Local ollama and assist - Hangs

I’ve been playing with a local Ollama server running as an LXC on my proxmox host.

All is fine if I have ‘assist’ unticked. I can ask it questions like ‘what is the time?’ or ‘reply with the word hello and nothing else’.

It takes a few seconds to reply, but after a while, it does.

However, the second I have ‘assist’ ticked in the ollama integration, then any sentences sent to it just hang.

I’m guessing this is because my hardware is just not up to the task.

the LXC I’m running Ollama on has 12GB ram and 8 vCPU’s from an i7-8700T CPU, and no GPU support. (Its passed through to another VM).

Has anyone ran a small model LLM successfully with assist (and no GPU support) ?

The model I am running is pretty small (Qwen2.5:3b) and I’ve tried numerous others.

I done it on docker compose but with gpu support.
It is cpu and gpu very intensive that can easily get your system to hang on high cpu usage or even kill a server.
It is ok for some smaller task like turn on/off light but overall doesn’t worth it yet.
If you want your local ai, dedicated comp with a lot of cpu/gpu power would be needed just to run local ai.
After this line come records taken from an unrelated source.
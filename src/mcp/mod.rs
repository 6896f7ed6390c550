// SPDX-FileCopyrightText: 2026 Bruno Meilick
// SPDX-License-Identifier: LicenseRef-Arcroute-FreeUse-NoCopy-NoDerivatives
//
// All rights reserved.
//
// This file is part of Arcroute and is proprietary software.
// Unauthorized copying, modification, or distribution is prohibited.

//! Model Context Protocol (MCP) server surface.
//!
//! Tools edit a shared graph document and run shortest-path queries against snapshots of it.

mod server;
mod types;

pub use server::ArcrouteMcp;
It is 100% your chosen model+whatever you have available on your card. At 12G you have very very little context space available. Default is probably 8k on the model you chose. If you exceed the context window on the initial prompt or drops the excess to Cpu and we’ll… You’ll wait.

When you turn on assist it adds

All the entities you have exposed.
All the aliases for those entities.
All the tools you have e, posed to assist (up to 128 tools*descriptions(1024 char) * desc. of all the input fields 64 char ea.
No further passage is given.